El salto que se intuía en Black Sands (2010) terminó por confirmarse en The North Borders (2013). Simon Green, o lo que es lo mismo, Bonobo, pasaba de ser ese secreto de culto del downtempo a jugar en las grandes ligas de la electrónica mediante ese cambio tan obvio como natural que es dotar de organicidad a su sonido. En su caso, empezó a confiar más en vocalistas invitados y a introducir a su paleta de sonidos influencias africanas, lo que se tradujo en la incorporación de una banda de apoyo para sus cada vez más frecuentes directos. Paralelamente a este reenfoque a su carrera, Green ha ido cambiando de residencia, pasando en pocos años del sur de Inglaterra a Nueva York, y de ahí a Los Ángeles, donde ha grabado su sexto largo, Migration. Un concepto y contexto – sumado a la muerte de un familiar cercano – que ha nutrido al álbum. Llega éste en un momento de expectación máxima hacia el proyecto: alcanzado ya el pico de popularidad, al británico le tocaba ahora entregar su gran obra y aquí, lamentablemente, se queda a medio camino.

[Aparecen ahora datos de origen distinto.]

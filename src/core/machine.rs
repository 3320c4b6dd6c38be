//! Stack-based hierarchical state machine.
//!
//! The machine owns a stack of boxed [`State`]s. The top of the stack is the
//! active state; pushing layers a new state over the current one without
//! exiting it, which is what makes nested flows like pause-over-gameplay
//! cheap to express.

use tracing::debug;
use uuid::Uuid;

use crate::core::{NullState, State, Transition};
use crate::journal::{Journal, TransitionKind};

/// Stack-based state machine with layered push semantics.
///
/// `C` is the context type threaded into every state hook; see [`State`].
///
/// A driving loop typically calls [`handle_input`](StateMachine::handle_input)
/// then [`update`](StateMachine::update) once per frame and
/// [`fixed_update`](StateMachine::fixed_update) once per fixed timestep. Each
/// driver invokes the matching hook on the active state and applies whatever
/// [`Transition`] the hook returned before it itself returns, so the next
/// tick always observes the new top of stack.
///
/// All operations run synchronously on the calling thread; the machine holds
/// no locks and expects no concurrent mutation.
///
/// # Example
///
/// ```rust
/// use perennial::core::{State, StateMachine, Transition};
///
/// struct Gameplay;
/// struct Paused;
///
/// impl State<()> for Gameplay {
///     fn name(&self) -> &str {
///         "gameplay"
///     }
/// }
///
/// impl State<()> for Paused {
///     fn name(&self) -> &str {
///         "paused"
///     }
///
///     fn update(&mut self, _ctx: &mut ()) -> Transition<()> {
///         Transition::Pop
///     }
/// }
///
/// let mut machine = StateMachine::new();
/// machine.initialize(&mut (), || Box::new(Gameplay));
///
/// // Layer the pause state over gameplay; gameplay stays on the stack.
/// machine.push_state(&mut (), Box::new(Paused));
/// assert_eq!(machine.current_state().name(), "paused");
/// assert_eq!(machine.depth(), 2);
///
/// // The pause state pops itself on its first update.
/// machine.update(&mut ());
/// assert_eq!(machine.current_state().name(), "gameplay");
/// ```
pub struct StateMachine<C> {
    stack: Vec<Box<dyn State<C>>>,
    start: Option<Box<dyn Fn() -> Box<dyn State<C>>>>,
    null: NullState,
    id: Uuid,
    journal: Journal,
}

impl<C> StateMachine<C> {
    /// Create an empty machine with a fresh id and an empty journal.
    ///
    /// The machine holds no active state until
    /// [`initialize`](StateMachine::initialize) is called.
    pub fn new() -> Self {
        let id = Uuid::new_v4();
        Self {
            stack: Vec::new(),
            start: None,
            null: NullState,
            id,
            journal: Journal::new(id),
        }
    }

    /// Unique identifier of this machine, stamped into its journal.
    pub fn id(&self) -> Uuid {
        self.id
    }

    /// The journal of stack operations performed so far.
    pub fn journal(&self) -> &Journal {
        &self.journal
    }

    /// The active state: the top of the stack, or the [`NullState`] sentinel
    /// when the stack is empty. Read-only and side-effect-free.
    pub fn current_state(&self) -> &dyn State<C> {
        match self.stack.last() {
            Some(top) => top.as_ref(),
            None => &self.null,
        }
    }

    /// True when the stack is empty.
    pub fn is_done(&self) -> bool {
        self.stack.is_empty()
    }

    /// Current stack depth.
    pub fn depth(&self) -> usize {
        self.stack.len()
    }

    /// Discard any existing stack, remember `start` as the resettable
    /// starting point and push a fresh start state.
    ///
    /// The discard does not run `exit` on discarded states; re-initialization
    /// replaces the stack wholesale. Callable any number of times, e.g. to
    /// restart after [`end`](StateMachine::end).
    pub fn initialize<F>(&mut self, ctx: &mut C, start: F)
    where
        F: Fn() -> Box<dyn State<C>> + 'static,
    {
        self.stack.clear();
        let state = start();
        self.start = Some(Box::new(start));
        self.push_state(ctx, state);
    }

    /// Re-initialize from the remembered starting state, unwinding to depth 1.
    ///
    /// # Panics
    ///
    /// Panics if called before any [`initialize`](StateMachine::initialize).
    pub fn reset(&mut self, ctx: &mut C) {
        let state = match &self.start {
            Some(factory) => factory(),
            None => panic!("StateMachine::reset called before initialize"),
        };
        self.stack.clear();
        self.push_state(ctx, state);
    }

    /// Push `state` onto the stack and enter it.
    ///
    /// The previous top is *not* exited; it stays alive underneath, inactive
    /// until everything above it is popped.
    pub fn push_state(&mut self, ctx: &mut C, mut state: Box<dyn State<C>>) {
        debug!(
            machine = %self.id,
            state = state.name(),
            depth = self.stack.len() + 1,
            "entering state"
        );
        state.enter(ctx);
        let name = state.name().to_string();
        self.stack.push(state);
        let depth = self.stack.len();
        self.journal.record(TransitionKind::Push, name, depth);
    }

    /// Exit the current top state and remove it from the stack.
    ///
    /// `exit` completes before the stack entry is removed.
    ///
    /// # Panics
    ///
    /// Panics when the stack is empty. Gate with
    /// [`is_done`](StateMachine::is_done) or keep pushes and pops balanced;
    /// an empty-stack pop is a caller contract violation, not a recoverable
    /// condition.
    pub fn pop_state(&mut self, ctx: &mut C) {
        let top = self
            .stack
            .last_mut()
            .expect("StateMachine::pop_state called on an empty stack; gate with is_done");
        top.exit(ctx);
        if let Some(state) = self.stack.pop() {
            let depth = self.stack.len();
            debug!(machine = %self.id, state = state.name(), depth, "exited state");
            self.journal
                .record(TransitionKind::Pop, state.name().to_string(), depth);
        }
    }

    /// Replace the current top state: exit and pop it, then push and enter
    /// `next`. Use for lateral transitions between sibling states.
    ///
    /// # Panics
    ///
    /// Panics when the stack is empty, like
    /// [`pop_state`](StateMachine::pop_state).
    pub fn change_state(&mut self, ctx: &mut C, next: Box<dyn State<C>>) {
        self.pop_state(ctx);
        self.push_state(ctx, next);
    }

    /// Pop until the stack is empty, exiting every state top to bottom.
    ///
    /// Afterwards [`is_done`](StateMachine::is_done) is true and the machine
    /// holds no active state until re-initialized.
    pub fn end(&mut self, ctx: &mut C) {
        while !self.is_done() {
            self.pop_state(ctx);
        }
    }

    /// Drive the active state's [`handle_input`](State::handle_input) hook
    /// and apply the transition it requests. No-op when the stack is empty.
    pub fn handle_input(&mut self, ctx: &mut C) {
        let transition = match self.stack.last_mut() {
            Some(top) => top.handle_input(ctx),
            None => Transition::None,
        };
        self.apply(ctx, transition);
    }

    /// Drive the active state's [`update`](State::update) hook and apply the
    /// transition it requests. No-op when the stack is empty.
    pub fn update(&mut self, ctx: &mut C) {
        let transition = match self.stack.last_mut() {
            Some(top) => top.update(ctx),
            None => Transition::None,
        };
        self.apply(ctx, transition);
    }

    /// Drive the active state's [`fixed_update`](State::fixed_update) hook
    /// and apply the transition it requests. No-op when the stack is empty.
    pub fn fixed_update(&mut self, ctx: &mut C) {
        let transition = match self.stack.last_mut() {
            Some(top) => top.fixed_update(ctx),
            None => Transition::None,
        };
        self.apply(ctx, transition);
    }

    fn apply(&mut self, ctx: &mut C, transition: Transition<C>) {
        match transition {
            Transition::None => {}
            Transition::Push(state) => self.push_state(ctx, state),
            Transition::Pop => self.pop_state(ctx),
            Transition::Change(state) => self.change_state(ctx, state),
            Transition::End => self.end(ctx),
        }
    }
}

impl<C> Default for StateMachine<C> {
    fn default() -> Self {
        Self::new()
    }
}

Puede deberse a que Simon Green quiere tocar demasiados palos a la vez para contentar a ese heterogéneo público al que ha cautivado en el pasado (hay momentos de vibración clubber, aportaciones vocales que le hacen más digerible para el indie de a pie, hechuras clásicas más propias del jazz o ese buen gusto de beatmaker que conserva desde sus inicios). O también porque en muchos puntos el LP parece como si quisiese mirarse en el espejo del There Is Love In You (2010) de Fout Tet en esa búsqueda de la obra magna que se le escapa. Podría interpretarse como algo positivo – al fin y al cabo ese disco supuso un antes y un después tanto para Four Tet como para toda una serie de productores de capa experimental en busca de la pista de baile y una mayor sofisticación -, pero también es cierto que por lo que se refiere al sonido este Migration a veces parece ubicarse más en 2010 que en 2017, sonando algo desfasado.
Más allá de los momentos menos inspirados, entre los que lamentablemente se incluye la esperadísima colaboración con Nick Murphy (el hombre antes conocido como Chet Faker), que se pasa de emotiva y recuerda a lo peor de ese material más pop que Kompakt y sucedáneos entregaban a destajo hace una década, el disco sí ofrece una serie de pasajes que justifican tan alta expectación. Y no están, necesariamente, en las aportaciones vocales, pues aunque cumplen, las apariciones de Milosh de Rhye, Nicole Miglis de Hundred Waters o la del colectivo marroquí Innov Gnawa al final son lo de menos. Es en el apartado instrumental donde mejor luce este Migration, que intenta dar una vuelta de tuerca al, a menudo, encorsetado subgénero de la electrónica contemplativa. Se observa, sobre todo, en los colosales ocho minutos de ese abrumador ejercicio arquitectónico que es Outlier; ese piano de inspiración modern classical de la pieza titular interpretado por Jon Hopkins; la postrockera Second Son, que reclama ser algo más que un interludio; o la deep house 7th Sevens, con exuberante apoyo de cuerdas, vientos y congas.
Siendo esclavo de su estilo y manejando tantas referencias, tantos samples imposibles (el R&B de Brandy y la americana de Pete Seeger no podrían estar más alejados) y fuentes instrumentales, es casi un milagro que Migration haya salido tan fino e imaginativo en buena parte de su minutaje. Y, aunque indudablemente va de más a menos, supone una sustancial mejora respecto a The North Borders. La decisión de acercarse más decididamente a los clubs en lugar de contentarse con los no menos lucrativos chillouts es más crucial que caprichosa. Música accesible para la mente, pero también para los pies.